use crate::error::{OrderFlowError, Result};
use std::io::Read;
use std::str::FromStr;

/// What the user did at one point of the conversation.
#[derive(Debug, PartialEq, Eq, Clone, Copy)]
pub enum TranscriptAction {
    /// Typed text or a tapped chip, routed through `process_message`.
    Message,
    /// Tapped "I have paid" outside the chat, routed through
    /// `trigger_confirmation`.
    Confirm,
}

impl FromStr for TranscriptAction {
    type Err = OrderFlowError;

    fn from_str(s: &str) -> Result<Self> {
        match s.to_lowercase().as_str() {
            "message" => Ok(TranscriptAction::Message),
            "confirm" => Ok(TranscriptAction::Confirm),
            other => Err(OrderFlowError::TranscriptError(format!(
                "unknown action {other:?}"
            ))),
        }
    }
}

#[derive(Debug, PartialEq, Eq, Clone)]
pub struct TranscriptEntry {
    pub action: TranscriptAction,
    pub text: String,
}

impl TryFrom<csv::StringRecord> for TranscriptEntry {
    type Error = OrderFlowError;

    fn try_from(record: csv::StringRecord) -> Result<Self> {
        let action = record
            .get(0)
            .ok_or_else(|| OrderFlowError::TranscriptError("missing action".to_string()))?
            .parse()?;
        Ok(Self {
            action,
            text: record.get(1).unwrap_or_default().to_string(),
        })
    }
}

/// Reads a scripted conversation from a CSV source with an `action,text`
/// header.
///
/// Whitespace around fields is trimmed and short rows are accepted, so a
/// `confirm` row needs no text column.
pub struct TranscriptReader<R: Read> {
    reader: csv::Reader<R>,
}

impl<R: Read> TranscriptReader<R> {
    /// Creates a new `TranscriptReader` from any `Read` source (e.g., File, Stdin).
    pub fn new(source: R) -> Self {
        let reader = csv::ReaderBuilder::new()
            .trim(csv::Trim::All)
            .flexible(true)
            .from_reader(source);
        Self { reader }
    }

    /// Returns an iterator that lazily reads and parses entries.
    pub fn entries(self) -> impl Iterator<Item = Result<TranscriptEntry>> {
        self.reader
            .into_records()
            .map(|result| TranscriptEntry::try_from(result?))
    }
}
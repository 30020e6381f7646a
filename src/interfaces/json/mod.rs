pub mod response_writer;
use super::payment::PaymentMethod;
use super::quantity::Quantity;
use super::state::ChatState;
use serde::Serialize;

/// Everything the ordering flow knows about one conversation.
///
/// Fields are read through accessors. Only the transition functions in
/// `application::flow` produce modified copies, so collaborators holding a
/// snapshot can never push the machine into another state.
#[derive(Debug, Clone, PartialEq, Serialize)]
pub struct SessionContext {
    platform: String,
    service: String,
    selected_quantity: Option<Quantity>,
    selected_payment: Option<PaymentMethod>,
    social_url: Option<String>,
    current_state: ChatState,
}

impl SessionContext {
    pub fn new(platform: impl Into<String>, service: impl Into<String>) -> Self {
        Self {
            platform: platform.into(),
            service: service.into(),
            selected_quantity: None,
            selected_payment: None,
            social_url: None,
            current_state: ChatState::Greeting,
        }
    }

    pub fn platform(&self) -> &str {
        &self.platform
    }

    pub fn service(&self) -> &str {
        &self.service
    }

    pub fn selected_quantity(&self) -> Option<Quantity> {
        self.selected_quantity
    }

    pub fn selected_payment(&self) -> Option<PaymentMethod> {
        self.selected_payment
    }

    pub fn social_url(&self) -> Option<&str> {
        self.social_url.as_deref()
    }

    pub fn current_state(&self) -> ChatState {
        self.current_state
    }

    pub(crate) fn moved_to(&self, state: ChatState) -> Self {
        Self {
            current_state: state,
            ..self.clone()
        }
    }

    /// Records the quantity unless one was already chosen this session.
    pub(crate) fn with_quantity(mut self, quantity: Quantity) -> Self {
        self.selected_quantity.get_or_insert(quantity);
        self
    }

    pub(crate) fn with_payment(mut self, method: PaymentMethod) -> Self {
        self.selected_payment = Some(method);
        self
    }

    pub(crate) fn with_social_url(mut self, url: impl Into<String>) -> Self {
        self.social_url = Some(url.into());
        self
    }
}

#[cfg(test)]
mod tests {
    use super::*;

    #[test]
    fn test_new_context_starts_at_greeting() {
        let ctx = SessionContext::new("Instagram", "Followers");
        assert_eq!(ctx.current_state(), ChatState::Greeting);
        assert_eq!(ctx.platform(), "Instagram");
        assert_eq!(ctx.service(), "Followers");
        assert!(ctx.selected_quantity().is_none());
        assert!(ctx.selected_payment().is_none());
        assert!(ctx.social_url().is_none());
    }

    #[test]
    fn test_moved_to_leaves_original_untouched() {
        let ctx = SessionContext::new("TikTok", "Likes");
        let next = ctx.moved_to(ChatState::QuantitySelection);
        assert_eq!(ctx.current_state(), ChatState::Greeting);
        assert_eq!(next.current_state(), ChatState::QuantitySelection);
    }

    #[test]
    fn test_quantity_is_set_once() {
        let first = Quantity::new(500).unwrap();
        let second = Quantity::new(900).unwrap();
        let ctx = SessionContext::new("TikTok", "Likes")
            .with_quantity(first)
            .with_quantity(second);
        assert_eq!(ctx.selected_quantity(), Some(first));
    }
}
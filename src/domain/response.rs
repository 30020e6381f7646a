use super::state::ChatState;
use serde::Serialize;

/// What the presentation side should render after one processing call.
///
/// The affordance flags are exhaustive: anything not flagged is hidden.
#[derive(Debug, Clone, PartialEq, Eq, Serialize)]
pub struct ResponseDescriptor {
    pub message: String,
    pub show_quantity_options: bool,
    pub show_payment_options: bool,
    pub show_pay_action: bool,
    pub show_close_action: bool,
    #[serde(skip_serializing_if = "Option::is_none")]
    pub amount: Option<String>,
    pub close_session: bool,
    /// State the machine settled in after this call.
    pub next_state: ChatState,
}

impl ResponseDescriptor {
    /// Plain text with no affordances.
    pub fn text(message: impl Into<String>, next_state: ChatState) -> Self {
        Self {
            message: message.into(),
            show_quantity_options: false,
            show_payment_options: false,
            show_pay_action: false,
            show_close_action: false,
            amount: None,
            close_session: false,
            next_state,
        }
    }

    pub fn with_quantity_options(mut self) -> Self {
        self.show_quantity_options = true;
        self
    }

    pub fn with_payment_options(mut self) -> Self {
        self.show_payment_options = true;
        self
    }

    /// Shows the pay action together with the total it charges.
    pub fn with_pay_action(mut self, amount: impl Into<String>) -> Self {
        self.show_pay_action = true;
        self.amount = Some(amount.into());
        self
    }

    pub fn with_close_action(mut self) -> Self {
        self.show_close_action = true;
        self
    }

    pub fn closing(mut self) -> Self {
        self.close_session = true;
        self
    }
}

[TASK TO COMPLETE]
Reproduce the listing in full. Keep it exactly as written.

[ANSWER TO THE PROBLEM]
use crate::error::{OrderFlowError, Result};
use std::io::Read;
use std::str::FromStr;

/// What the user did at one point of the conversation.
#[derive(Debug, PartialEq, Eq, Clone, Copy)]
pub enum TranscriptAction {
    /// Typed text or a tapped chip, routed through `process_message`.
    Message,
    /// Tapped "I have paid" outside the chat, routed through
    /// `trigger_confirmation`.
    Confirm,
}

impl FromStr for TranscriptAction {
    type Err = OrderFlowError;

    fn from_str(s: &str) -> Result<Self> {
        match s.to_lowercase().as_str() {
            "message" => Ok(TranscriptAction::Message),
            "confirm" => Ok(TranscriptAction::Confirm),
            other => Err(OrderFlowError::TranscriptError(format!(
                "unknown action {other:?}"
            ))),
        }
    }
}

#[derive(Debug, PartialEq, Eq, Clone)]
pub struct TranscriptEntry {
    pub action: TranscriptAction,
    pub text: String,
}

impl TryFrom<csv::StringRecord> for TranscriptEntry {
    type Error = OrderFlowError;

    fn try_from(record: csv::StringRecord) -> Result<Self> {
        let action = record
            .get(0)
            .ok_or_else(|| OrderFlowError::TranscriptError("missing action".to_string()))?
            .parse()?;
        Ok(Self {
            action,
            text: record.get(1).unwrap_or_default().to_string(),
        })
    }
}

/// Reads a scripted conversation from a CSV source with an `action,text`
/// header.
///
/// Whitespace around fields is trimmed and short rows are accepted, so a
/// `confirm` row needs no text column.
pub struct TranscriptReader<R: Read> {
    reader: csv::Reader<R>,
}

impl<R: Read> TranscriptReader<R> {
    /// Creates a new `TranscriptReader` from any `Read` source (e.g., File, Stdin).
    pub fn new(source: R) -> Self {
        let reader = csv::ReaderBuilder::new()
            .trim(csv::Trim::All)
            .flexible(true)
            .from_reader(source);
        Self { reader }
    }

    /// Returns an iterator that lazily reads and parses entries.
    pub fn entries(self) -> impl Iterator<Item = Result<TranscriptEntry>> {
        self.reader
            .into_records()
            .map(|result| TranscriptEntry::try_from(result?))
    }
}
repository 30020e6381f7646a
filename src/interfaces/json/mod.rs
pub mod response_writer;
use super::payment::PaymentMethod;
use super::quantity::Quantity;
use super::state::ChatState;
use serde::Serialize;

/// Everything the ordering flow knows about one conversation.
///
/// Fields are read through accessors. Only the transition functions in
/// `application::flow` produce modified copies, so collaborators holding a
/// snapshot can never push the machine into another state.
#[derive(Debug, Clone, PartialEq, Serialize)]
pub struct SessionContext {
    platform: String,
    service: String,
    selected_quantity: Option<Quantity>,
    selected_payment: Option<PaymentMethod>,
    social_url: Option<String>,
    current_state: ChatState,
}

impl SessionContext {
    pub fn new(platform: impl Into<String>, service: impl Into<String>) -> Self {
        Self {
            platform: platform.into(),
            service: service.into(),
            selected_quantity: None,
            selected_payment: None,
            social_url: None,
            current_state: ChatState::Greeting,
        }
    }

    pub fn platform(&self) -> &str {
        &self.platform
    }

    pub fn service(&self) -> &str {
        &self.service
    }

    pub fn selected_quantity(&self) -> Option<Quantity> {
        self.selected_quantity
    }

    pub fn selected_payment(&self) -> Option<PaymentMethod> {
        self.selected_payment
    }

    pub fn social_url(&self) -> Option<&str> {
        self.social_url.as_deref()
    }

    pub fn current_state(&self) -> ChatState {
        self.current_state
    }

    pub(crate) fn moved_to(&self, state: ChatState) -> Self {
        Self {
            current_state: state,
            ..self.clone()
        }
    }

    /// Records the quantity unless one was already chosen this session.
    pub(crate) fn with_quantity(mut self, quantity: Quantity) -> Self {
        self.selected_quantity.get_or_insert(quantity);
        self
    }

    pub(crate) fn with_payment(mut self, method: PaymentMethod) -> Self {
        self.selected_payment = Some(method);
        self
    }

    pub(crate) fn with_social_url(mut self, url: impl Into<String>) -> Self {
        self.social_url = Some(url.into());
        self
    }
}

#[cfg(test)]
mod tests {
    use super::*;

    #[test]
    fn test_new_context_starts_at_greeting() {
        let ctx = SessionContext::new("Instagram", "Followers");
        assert_eq!(ctx.current_state(), ChatState::Greeting);
        assert_eq!(ctx.platform(), "Instagram");
        assert_eq!(ctx.service(), "Followers");
        assert!(ctx.selected_quantity().is_none());
        assert!(ctx.selected_payment().is_none());
        assert!(ctx.social_url().is_none());
    }

    #[test]
    fn test_moved_to_leaves_original_untouched() {
        let ctx = SessionContext::new("TikTok", "Likes");
        let next = ctx.moved_to(ChatState::QuantitySelection);
        assert_eq!(ctx.current_state(), ChatState::Greeting);
        assert_eq!(next.current_state(), ChatState::QuantitySelection);
    }

    #[test]
    fn test_quantity_is_set_once() {
        let first = Quantity::new(500).unwrap();
        let second = Quantity::new(900).unwrap();
        let ctx = SessionContext::new("TikTok", "Likes")
            .with_quantity(first)
            .with_quantity(second);
        assert_eq!(ctx.selected_quantity(), Some(first));
    }
}
filename src/domain/response.rs
repository 30020e6381f7646a
use super::state::ChatState;
use serde::Serialize;

/// What the presentation side should render after one processing call.
///
/// The affordance flags are exhaustive: anything not flagged is hidden.
#[derive(Debug, Clone, PartialEq, Eq, Serialize)]
pub struct ResponseDescriptor {
    pub message: String,
    pub show_quantity_options: bool,
    pub show_payment_options: bool,
    pub show_pay_action: bool,
    pub show_close_action: bool,
    #[serde(skip_serializing_if = "Option::is_none")]
    pub amount: Option<String>,
    pub close_session: bool,
    /// State the machine settled in after this call.
    pub next_state: ChatState,
}

impl ResponseDescriptor {
    /// Plain text with no affordances.
    pub fn text(message: impl Into<String>, next_state: ChatState) -> Self {
        Self {
            message: message.into(),
            show_quantity_options: false,
            show_payment_options: false,
            show_pay_action: false,
            show_close_action: false,
            amount: None,
            close_session: false,
            next_state,
        }
    }

    pub fn with_quantity_options(mut self) -> Self {
        self.show_quantity_options = true;
        self
    }

    pub fn with_payment_options(mut self) -> Self {
        self.show_payment_options = true;
        self
    }

    /// Shows the pay action together with the total it charges.
    pub fn with_pay_action(mut self, amount: impl Into<String>) -> Self {
        self.show_pay_action = true;
        self.amount = Some(amount.into());
        self
    }

    pub fn with_close_action(mut self) -> Self {
        self.show_close_action = true;
        self
    }

    pub fn closing(mut self) -> Self {
        self.close_session = true;
        self
    }
}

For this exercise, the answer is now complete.